次に一番右側、12カ月~24か月の12カ月間はどうだったかです。初回利上げ後の1~2年目は5.1%上昇と平均でも順調に上がっています。遅い利上げの場合1.6%、早い利上げの場合は4.3%となっています。遅い利上げと早い利上げが全く逆転するわけです。遅い利上げの場合は最初の1年間好調ですが、2年目となると上昇が鈍化します。
一方で、早い利上げの場合は最初にショックを受けた分マイナスが2.7%ですが、その後はマーケットの感度が上がり、利上げ後の上昇が4.3%あることで少し持ち直す傾向があります。
こういった資料を踏まえ、マーケット関係者は次回FOMCでどういったニュアンスで、来年以降どんなペースで利上げを行うかに情報感度を高めているとお考え下さい。これが一つ目のポイントです。

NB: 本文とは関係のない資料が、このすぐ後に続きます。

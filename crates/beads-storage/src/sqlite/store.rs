//! [`SqliteStore`] -- SQLite-backed storage implementation.

use std::path::Path;
use std::sync::Mutex;

use rusqlite::Connection;
use tracing::{debug, info};

use crate::error::{Result, StorageError};
use crate::sqlite::schema;

/// SQLite-backed implementation of the [`Storage`](crate::traits::Storage) trait.
///
/// Wraps a [`rusqlite::Connection`] in a `Mutex` for thread safety.  All
/// public methods acquire the lock, execute SQL, and release it.
pub struct SqliteStore {
    /// The mutex-protected SQLite connection.
    pub(crate) conn: Mutex<Connection>,
}

impl SqliteStore {
    /// Opens (or creates) a SQLite database at the given path.
    ///
    /// Enables WAL mode and foreign keys, then initialises the schema.
    pub fn open(path: impl AsRef<Path>) -> Result<Self> {
        let path = path.as_ref();
        info!(?path, "opening SQLite database");

        let conn = Connection::open(path).map_err(|e| {
            StorageError::Connection(format!("failed to open {}: {e}", path.display()))
        })?;

        let store = Self {
            conn: Mutex::new(conn),
        };
        store.configure_connection()?;
        store.init_schema()?;

        Ok(store)
    }

    /// Opens an in-memory SQLite database (useful for tests).
    pub fn open_in_memory() -> Result<Self> {
        debug!("opening in-memory SQLite database");
        let conn = Connection::open_in_memory()
            .map_err(|e| StorageError::Connection(format!("failed to open in-memory db: {e}")))?;

        let store = Self {
            conn: Mutex::new(conn),
        };
        store.configure_connection()?;
        store.init_schema()?;

        Ok(store)
    }

    /// Sets connection pragmas (WAL mode, foreign keys, busy timeout).
    fn configure_connection(&self) -> Result<()> {
        let conn = self
            .conn
            .lock()
            .map_err(|e| StorageError::Connection(format!("mutex poisoned: {e}")))?;

        conn.execute_batch(
            "PRAGMA journal_mode = WAL;
             PRAGMA foreign_keys = ON;
             PRAGMA busy_timeout = 5000;",
        )
        .map_err(|e| StorageError::Connection(format!("failed to set pragmas: {e}")))?;

        Ok(())
    }

    /// Creates all tables and indexes if they do not exist, then runs
    /// migrations. The schema version and default configuration both live
    /// in the unified `metadata` table, distinguished by `category`.
    fn init_schema(&self) -> Result<()> {
        let conn = self
            .conn
            .lock()
            .map_err(|e| StorageError::Connection(format!("mutex poisoned: {e}")))?;

        let version: std::result::Result<i32, _> = conn.query_row(
            "SELECT value FROM metadata WHERE key = 'schema_version' AND category = 'tracking'",
            [],
            |row| {
                let v: String = row.get(0)?;
                Ok(v.parse::<i32>().unwrap_or(0))
            },
        );
        if let Ok(v) = version {
            if v >= schema::CURRENT_SCHEMA_VERSION {
                debug!(version = v, "schema already at current version, skipping init");
                return Ok(());
            }
        }

        for stmt in schema::SCHEMA_STATEMENTS {
            conn.execute_batch(stmt).map_err(|e| StorageError::Migration {
                name: "init_schema".into(),
                reason: format!("{e}\nStatement: {}", truncate(stmt, 120)),
            })?;
        }

        for &(key, value) in schema::DEFAULT_CONFIG {
            conn.execute(
                "INSERT OR IGNORE INTO metadata (key, value, category) VALUES (?1, ?2, 'configuration')",
                rusqlite::params![key, value],
            )
            .map_err(|e| StorageError::Migration {
                name: "default_config".into(),
                reason: format!("failed to insert {key}: {e}"),
            })?;
        }

        Self::run_migrations_on_conn(&conn)?;

        conn.execute(
            "INSERT OR REPLACE INTO metadata (key, value, category) VALUES ('schema_version', ?1, 'tracking')",
            rusqlite::params![schema::CURRENT_SCHEMA_VERSION.to_string()],
        )
        .map_err(|e| StorageError::Migration {
            name: "schema_version".into(),
            reason: e.to_string(),
        })?;

        info!("schema initialized (version {})", schema::CURRENT_SCHEMA_VERSION);
        Ok(())
    }

    /// Applies pending migrations tracked via `metadata` keys of the form
    /// `migration:<name>` (category `tracking`).
    fn run_migrations_on_conn(conn: &Connection) -> Result<()> {
        for &(name, sql) in schema::MIGRATIONS {
            let key = format!("migration:{name}");
            let already_applied: bool = conn
                .query_row(
                    "SELECT COUNT(*) FROM metadata WHERE key = ?1",
                    rusqlite::params![key],
                    |row| row.get::<_, i32>(0),
                )
                .unwrap_or(0)
                > 0;

            if already_applied {
                debug!(name, "migration already applied, skipping");
                continue;
            }

            debug!(name, "applying migration");
            conn.execute_batch(sql).map_err(|e| StorageError::Migration {
                name: name.to_string(),
                reason: e.to_string(),
            })?;

            conn.execute(
                "INSERT INTO metadata (key, value, category) VALUES (?1, 'applied', 'tracking')",
                rusqlite::params![key],
            )
            .map_err(|e| StorageError::Migration {
                name: name.to_string(),
                reason: format!("failed to mark migration: {e}"),
            })?;
        }
        Ok(())
    }

    /// Acquires the connection lock. Helper used by all operation modules.
    pub(crate) fn lock_conn(&self) -> Result<std::sync::MutexGuard<'_, Connection>> {
        self.conn
            .lock()
            .map_err(|e| StorageError::Connection(format!("mutex poisoned: {e}")))
    }
}

impl std::fmt::Debug for SqliteStore {
    fn fmt(&self, f: &mut std::fmt::Formatter<'_>) -> std::fmt::Result {
        f.debug_struct("SqliteStore").finish_non_exhaustive()
    }
}

/// Truncates a string for error messages.
fn truncate(s: &str, max: usize) -> String {
    if s.len() > max {
        format!("{}...", &s[..max])
    } else {
        s.to_string()
    }
}

#[cfg(test)]
mod tests {
    use super::*;

    #[test]
    fn open_in_memory() {
        let store = SqliteStore::open_in_memory().unwrap();
        let conn = store.lock_conn().unwrap();
        let count: i32 = conn
            .query_row(
                "SELECT COUNT(*) FROM metadata WHERE category = 'configuration'",
                [],
                |row| row.get(0),
            )
            .unwrap();
        assert!(count > 0, "default config should be inserted");
    }

    #[test]
    fn schema_version_set() {
        let store = SqliteStore::open_in_memory().unwrap();
        let conn = store.lock_conn().unwrap();
        let version: String = conn
            .query_row(
                "SELECT value FROM metadata WHERE key = 'schema_version' AND category = 'tracking'",
                [],
                |row| row.get(0),
            )
            .unwrap();
        assert_eq!(version, schema::CURRENT_SCHEMA_VERSION.to_string());
    }

    #[test]
    fn idempotent_init() {
        let store = SqliteStore::open_in_memory().unwrap();
        store.init_schema().unwrap();
    }
}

もう一つのポイントです。ゴールドマン・サックスの予想です。ゴールドマン・サックスが最新で出したレポートでは、テーパリングが月300億ドルまで倍増し、利上げは来年3回を予定しているとのことです。2023年には2回程度の利上げを予想していて、計5回の利上げを予測していることになります。

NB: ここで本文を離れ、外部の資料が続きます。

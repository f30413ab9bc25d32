//! Workspace coordination primitives for the beads system: advisory
//! exclusive locking with liveness-by-attempt semantics, a debounced file
//! watcher with a polling fallback, a freshness checker that detects
//! wholesale file replacement, sandbox auto-detection, and path
//! normalization for cross-platform comparisons.

pub mod error;
pub mod freshness;
pub mod lock;
pub mod path;
pub mod sandbox;
pub mod watcher;

pub use error::{LockError, Result};
pub use freshness::FreshnessChecker;
pub use lock::{WorkspaceLock, DEFAULT_DEADLINE};
pub use path::{normalize, same_path};
pub use sandbox::detect_sandbox;
pub use watcher::{LogWatcher, MutationEvent, DEFAULT_DEBOUNCE, DEFAULT_POLL_INTERVAL};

では、5回の利上げ、約1.25%程度の利上げが見込まれているわけですが、これは恐らく遅い利上げに属することとなります。ゴールドマン・サックスを含めた金融機関が出した利上げ見通しは、恐らくスローに分類されます。1年目は利上げ後も株価は堅調に推移すると、多くのマーケット関係者がイメージしていることとなります。
ただ、これに対して注意が必要なのは、思わぬインフレが進んだり、FRBがさらにタカ派に傾斜したりした場合、利上げスピードが上がっていく、短い期間にグッと上げてくる可能性もあります。そうなれば、利上げになったときのマイナスイメージが強いため、マーケットからお金は逃げることとなります。
12月FOMC以降も、利上げスピードがどのくらいになってくるのかに感度がかなり高まっている状態です。3日の雇用統計もそうですが、出てくる数字がFOMCの政策にどんな影響を与えるか、感度を巡らせることが大事となってきます。
そういったことを踏まえ、来週以降もマーケットの情報をお伝えしますのでご活用ください。